奇岩(2002.07.28 大雪黒岳)

 いよいよ明日からデジタル写真展が開催されるというのに、準備が済んでいない。しかしお天気は良さそうと、またまた悩んだ末に、やっぱり山へ行こうと決断する。私は、フィールドに出掛けてナンボのFieldさんじゃい!
 半場、いや殆どやけっぱち状態。良いんだろうかこんなで?いいえ良いわけありません。ツケは必ずやってくるものです。
 今年の相棒S氏にまた運転をお願いして大雪黒岳へ…。「バキ(ウスバキ)見れるから」「オオイチの雌も見れるから」「大した距離じゃないから」とちょっと騙しが入っていたかも…。写 真は黒岳登った人なら見覚えがある奇岩風景。ナントカ岩なんて名前付いてるンだろうね。シランけど…

 

イワギキョウ(2002.07.28 大雪黒岳

 実はS氏、体調を崩し、やっと治ったばかりの病み上がり。しかも喘息。でもね、こうして綺麗な空気吸えば治るから。ほらお花もこんなに綺麗でしょ。
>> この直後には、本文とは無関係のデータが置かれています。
//! TinyG device settings
//!
//! The settings snapshot holds the configuration values echoed by the
//! device. Only keys with a field in [`TinyGSettings`] are ever stored;
//! anything else the device reports is ignored.

use serde::{Deserialize, Serialize};
use serde_json::Value;

use super::response_parser::number;

/// Keys holding override factors, which need a trusted status to apply
pub const OVERRIDE_KEYS: [&str; 3] = ["mfo", "mto", "sso"];

/// Settings snapshot reported by the device
#[derive(Debug, Clone, PartialEq, Serialize, Deserialize)]
pub struct TinyGSettings {
    /// Firmware build
    pub fb: f64,
    /// Firmware build string
    pub fbs: String,
    /// Firmware build configuration
    pub fbc: String,
    /// Firmware version
    pub fv: f64,
    /// Hardware platform: 1=Xmega, 2=Due, 3=v9 (ARM)
    pub hp: f64,
    /// Hardware version
    pub hv: f64,
    /// Board ID
    pub id: String,
    /// Manual feedrate override factor
    pub mfo: f64,
    /// Manual traverse override factor
    pub mto: f64,
    /// Spindle speed override factor
    pub sso: f64,
    /// Feedrate override enable
    pub mfoe: f64,
    /// Traverse override enable
    pub mtoe: f64,
    /// Spindle speed override enable
    pub ssoe: f64,
}

impl Default for TinyGSettings {
    fn default() -> Self {
        Self {
            fb: 0.0,
            fbs: String::new(),
            fbc: String::new(),
            fv: 0.0,
            hp: 0.0,
            hv: 0.0,
            id: String::new(),
            mfo: 1.0,
            mto: 1.0,
            sso: 1.0,
            mfoe: 0.0,
            mtoe: 0.0,
            ssoe: 0.0,
        }
    }
}

enum Slot<'a> {
    Number(&'a mut f64),
    Text(&'a mut String),
}

impl TinyGSettings {
    /// Overwrite one setting from a device value
    ///
    /// Returns `false` when the key is unknown or the value has the wrong
    /// shape; the settings are left untouched in that case.
    pub fn apply(&mut self, key: &str, value: &Value) -> bool {
        let Some(slot) = self.slot_mut(key) else {
            return false;
        };

        match slot {
            Slot::Number(target) => match number(value) {
                Some(v) => {
                    *target = v;
                    true
                }
                None => false,
            },
            Slot::Text(target) => match value {
                Value::String(s) => {
                    *target = s.clone();
                    true
                }
                Value::Number(n) => {
                    *target = n.to_string();
                    true
                }
                _ => false,
            },
        }
    }

    /// Current override factors
    pub fn overrides(&self) -> Overrides {
        Overrides {
            feed: self.mfo,
            traverse: self.mto,
            spindle: self.sso,
        }
    }

    fn slot_mut(&mut self, key: &str) -> Option<Slot<'_>> {
        let slot = match key {
            "fb" => Slot::Number(&mut self.fb),
            "fbs" => Slot::Text(&mut self.fbs),
            "fbc" => Slot::Text(&mut self.fbc),
            "fv" => Slot::Number(&mut self.fv),
            "hp" => Slot::Number(&mut self.hp),
            "hv" => Slot::Number(&mut self.hv),
            "id" => Slot::Text(&mut self.id),
            "mfo" => Slot::Number(&mut self.mfo),
            "mto" => Slot::Number(&mut self.mto),
            "sso" => Slot::Number(&mut self.sso),
            "mfoe" => Slot::Number(&mut self.mfoe),
            "mtoe" => Slot::Number(&mut self.mtoe),
            "ssoe" => Slot::Number(&mut self.ssoe),
            _ => return None,
        };
        Some(slot)
    }
}

/// Override factors (1.0 = 100%)
#[derive(Debug, Clone, Copy, PartialEq, Serialize, Deserialize)]
pub struct Overrides {
    /// Feed rate override (`mfo`)
    pub feed: f64,
    /// Traverse (rapid) override (`mto`)
    pub traverse: f64,
    /// Spindle speed override (`sso`)
    pub spindle: f64,
}

impl Default for Overrides {
    fn default() -> Self {
        TinyGSettings::default().overrides()
    }
}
お天気も久々に、こんなに良いんだから…
 途中慰めになったのが、大雪名物のシマリス。S氏もシマリスを自宅で飼育するほど好きなので、出てくる度にシャッターを切っていたのだが、あまりに頻繁に出てくるものだから「もう、シマリスはいい!」と言い出した。
 もう、ごまかしが効かない。お願い何かめぼしい蝶々出て来てよねー。そうでないと「もう降りる」と言いかねない。こりゃまじーぞ!

 

イワブクロ(2002.07.28 大雪黒岳山頂

 そうこうしているうちに、いきなり頂上に着いてしまった。「頂上まで行かなくても蝶が見れると言ったのに!」とびーびー言いながらも、頂上でVサイン出してるS氏。(本人の許可無くお見せできませんが…)しかし、蝶はどこ?不安がよぎる!

 

アサヒヒョウモン(2002.07.28 大雪黒岳

 せっかくここまで来て、何もめぼしいものがなければ、あたしゃ立場がない。「もうちょっと歩いてみよう、ほらあの辺り居そうな気がするから」
 実際黒岳から北鎮方面はガレ場が続き、コマクサもちらほら見える。天気は良好、風も穏やか、これで何もいない訳がない。その時、救いの神があらわれた。小さなシジミがちょこまかと飛んでいる。「カラフトルリだよこれ!」ところがS氏はキョトンとするばかり。もっとも小さいヤツが飛んでるというだけで、とまってもくれず。確認のしようもない。そのうち「ダイタカだよ。ダイタカ!」これまた薄汚れた色の蝶が飛んだだけ。「バキだ!まだ黄色いよこれ!」と言っても、黄色っぽいのが飛び去っただけ。私の興奮をよそにS氏の欲求不満はつのるばかり。
 そしてついにチャンスが来た。アサヒヒョウモンが私の側にとまったのだ。フレーミングもピンも考える余裕もなく、取りあえずシャッターを3枚切ったところで飛び去った。しかし、今度はS氏の側にとまったではないか!ところがS氏の様子がヘン!「どうした?」。「カードが…」と情けない声。デジのメディアがいっぱいでシャッターが落ちない。取り替えている隙にアサヒヒョウモンは飛び去ってしまった。

 

オオイチモンジ(2002.07.28 高原温泉

 「良かったじゃない。大雪の天然記念物4種とも全部見れて」私の言葉も、S氏には意味なく、慰めにもなってない様子。何だかいろいろ飛んではいた。しかし、とまった姿を確認も出来ず。1枚の写 真も撮れず。S氏は欲求不満の塊になった様子。下山する足の速いこと速いこと。無言でひたすら降りる。「何だい。元気ジャン!」
 どうにか少しでもS氏に良い思いをしてもらいたいと、次に寄ったのが高原温泉方面 の林道。「ここはオオイチの雌が出るから」と慰めながら林道の奥へ…しかし、先客が居て、トラップをかけている。それに誘われて、ボロの雄のオオイチが来ていた。
 どうしよう…と思っていたら、オオイチの雌が出た。デカイ!キレイ!「雌だ!後ろ後ろ!」S氏後方上空の雌を視野に入れたが、今度も、見た…というだけ。夕方になったので、帰途についた、途中クモマベニの発生地だけ教えたが、寄る時間はもうない。一応アサヒヒョウモンの写 真をゲットした私とうらはらに、どよ〜〜んとした表情から脱することがなかったS氏だった。